--- Available data Enclosed Below ---
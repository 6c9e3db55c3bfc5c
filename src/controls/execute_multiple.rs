//! ExecuteMultiple sample control
//!
//! Three buttons exercising the host Web API: a single Create, a plain batch
//! of Creates, and a batch mixing independent Creates with a change set.

use std::sync::Arc;

use anyhow::Result;
use serde_json::{Value, json};

use pcf_services::{BatchOutcome, ExecuteError, ExecuteService, WebApiResponse};
use pcf_types::{BatchItem, ExecuteRequest};

use crate::host::{ControlContext, OutputNotifier, Outputs, StandardControl, View};

pub const SAMPLE_ENTITY: &str = "account";
const BULK_RECORD_COUNT: usize = 3;

/// The record every sample request creates
pub fn sample_account() -> Value {
    json!({
        "name": "Fabrikam Inc.",
        "telephone1": "555-0100",
        "description": "Created via PCF ExecuteMultiple Sample"
    })
}

fn create_sample_account() -> ExecuteRequest {
    ExecuteRequest::create(SAMPLE_ENTITY, sample_account())
}

/// Result of the last button press, kept for display
#[derive(Debug, Clone, PartialEq)]
pub enum SampleStatus {
    Idle,
    Created(WebApiResponse),
    Executed(BatchOutcome),
    Failed(String),
}

impl SampleStatus {
    pub fn summary(&self) -> String {
        match self {
            Self::Idle => "Ready".to_string(),
            Self::Created(_) => "Record created".to_string(),
            Self::Executed(outcome) => format!(
                "Executed {} requests ({} failed)",
                outcome.submitted,
                outcome.failed()
            ),
            Self::Failed(message) => format!("Error: {}", message),
        }
    }
}

pub struct ExecuteMultipleSample {
    service: Option<Arc<ExecuteService>>,
    notifier: Option<OutputNotifier>,
    status: SampleStatus,
    requests_submitted: usize,
}

impl ExecuteMultipleSample {
    pub fn new() -> Self {
        Self {
            service: None,
            notifier: None,
            status: SampleStatus::Idle,
            requests_submitted: 0,
        }
    }

    pub fn status(&self) -> &SampleStatus {
        &self.status
    }

    /// "Basic" button: one Create through `execute`
    pub async fn run_basic(&mut self) -> Result<WebApiResponse, ExecuteError> {
        let service = self.service()?;
        let result = service.execute(&create_sample_account()).await;

        self.requests_submitted += 1;
        self.record(match &result {
            Ok(response) => SampleStatus::Created(response.clone()),
            Err(e) => SampleStatus::Failed(e.to_string()),
        });
        result
    }

    /// "Bulk" button: independent Creates in one batch
    pub async fn run_bulk(&mut self) -> Result<BatchOutcome, ExecuteError> {
        let items: Vec<BatchItem> = (0..BULK_RECORD_COUNT)
            .map(|_| BatchItem::from(create_sample_account()))
            .collect();
        self.run_batch(items).await
    }

    /// "Advanced" button: independent Creates followed by the same Creates
    /// applied atomically as one change set
    pub async fn run_advanced(&mut self) -> Result<BatchOutcome, ExecuteError> {
        let mut items: Vec<BatchItem> = (0..BULK_RECORD_COUNT)
            .map(|_| BatchItem::from(create_sample_account()))
            .collect();
        items.push(BatchItem::ChangeSet(
            (0..BULK_RECORD_COUNT).map(|_| create_sample_account()).collect(),
        ));
        self.run_batch(items).await
    }

    async fn run_batch(&mut self, items: Vec<BatchItem>) -> Result<BatchOutcome, ExecuteError> {
        let service = self.service()?;
        let result = service.execute_multiple(&items).await;

        if let Ok(outcome) = &result {
            self.requests_submitted += outcome.submitted;
        }
        self.record(match &result {
            Ok(outcome) => SampleStatus::Executed(outcome.clone()),
            Err(e) => SampleStatus::Failed(e.to_string()),
        });
        result
    }

    fn service(&self) -> Result<Arc<ExecuteService>, ExecuteError> {
        self.service
            .clone()
            .ok_or_else(|| ExecuteError::Host(anyhow::anyhow!("ExecuteMultiple sample is not initialized")))
    }

    fn record(&mut self, status: SampleStatus) {
        match &status {
            SampleStatus::Failed(message) => log::error!("ExecuteMultiple sample: {}", message),
            other => log::info!("ExecuteMultiple sample: {}", other.summary()),
        }
        self.status = status;
        if let Some(notifier) = &self.notifier {
            notifier.notify_output_changed();
        }
    }
}

impl Default for ExecuteMultipleSample {
    fn default() -> Self {
        Self::new()
    }
}

impl StandardControl for ExecuteMultipleSample {
    fn init(&mut self, context: &ControlContext, notifier: OutputNotifier) -> Result<()> {
        let web_api = context.services.web_api()?.clone();
        let max_batch_size = context.services.config().web_api.max_batch_size;

        let service = ExecuteService::new(web_api, max_batch_size)
            .with_notifier(context.page.ensure_channel(), context.component_id.clone());
        self.service = Some(Arc::new(service));
        self.notifier = Some(notifier);
        Ok(())
    }

    fn update_view(&mut self, _context: &ControlContext) -> View {
        View::new()
            .line("[Basic] [Bulk] [Advanced]")
            .line(self.status.summary())
    }

    fn get_outputs(&self) -> Outputs {
        Outputs::from([
            ("requestsSubmitted".to_string(), json!(self.requests_submitted)),
            ("lastStatus".to_string(), json!(self.status.summary())),
        ])
    }

    fn destroy(&mut self) {
        self.service = None;
        self.notifier = None;
    }
}
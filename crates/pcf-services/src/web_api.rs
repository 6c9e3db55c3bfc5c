//! Host Web API contract
//!
//! The hosting runtime hands every control an object implementing [`WebApi`].

use anyhow::Result;
use async_trait::async_trait;
use serde::{Deserialize, Serialize};
use serde_json::{Value, json};

use pcf_types::{BatchItem, ExecuteRequest};

/// Response to a single request
#[derive(Debug, Clone, PartialEq, Serialize, Deserialize)]
pub struct WebApiResponse {
    pub ok: bool,
    pub status: u16,
    #[serde(default)]
    pub body: Value,
}

impl WebApiResponse {
    pub fn success(status: u16, body: Value) -> Self {
        Self {
            ok: true,
            status,
            body,
        }
    }

    pub fn failure(status: u16, message: impl Into<String>) -> Self {
        Self {
            ok: false,
            status,
            body: json!({ "error": { "message": message.into() } }),
        }
    }

    /// Error message of a failed response, in the OData error shape
    pub fn error_message(&self) -> Option<&str> {
        if self.ok {
            return None;
        }
        self.body
            .pointer("/error/message")
            .and_then(Value::as_str)
    }
}

/// Records returned by a multi-record query
#[derive(Debug, Clone, Default, PartialEq, Serialize, Deserialize)]
pub struct EntityCollection {
    pub entities: Vec<Value>,
    #[serde(rename = "nextLink", default, skip_serializing_if = "Option::is_none")]
    pub next_link: Option<String>,
}

#[async_trait]
pub trait WebApi: Send + Sync {
    /// Run a single request
    async fn execute(&self, request: &ExecuteRequest) -> Result<WebApiResponse>;

    /// Run a batch; one response per request, change-set members included,
    /// in submission order
    async fn execute_multiple(&self, items: &[BatchItem]) -> Result<Vec<WebApiResponse>>;

    /// Query `entity_name` records with an OData query string such as
    /// `?$select=fullname&$top=50`
    async fn retrieve_multiple_records(
        &self,
        entity_name: &str,
        query: &str,
    ) -> Result<EntityCollection>;
}
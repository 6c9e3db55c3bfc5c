pub mod execute_service;
pub mod in_memory;
pub mod odata;
pub mod web_api;

pub use execute_service::{BatchOutcome, ExecuteError, ExecuteService};
pub use in_memory::InMemoryWebApi;
pub use odata::{ODataClient, ODataQuery};
pub use web_api::{EntityCollection, WebApi, WebApiResponse};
--- End of Enclosed Available data ---
**Exercise brief**
The lines of the records that contain the string "BatchItem" should be located and copied.

**Response**
use pcf_types::{BatchItem, ExecuteRequest};
        let items: Vec<BatchItem> = (0..BULK_RECORD_COUNT)
            .map(|_| BatchItem::from(create_sample_account()))
        let mut items: Vec<BatchItem> = (0..BULK_RECORD_COUNT)
            .map(|_| BatchItem::from(create_sample_account()))
        items.push(BatchItem::ChangeSet(
    async fn run_batch(&mut self, items: Vec<BatchItem>) -> Result<BatchOutcome, ExecuteError> {
use pcf_types::{BatchItem, ExecuteRequest};
    async fn execute_multiple(&self, items: &[BatchItem]) -> Result<Vec<WebApiResponse>>;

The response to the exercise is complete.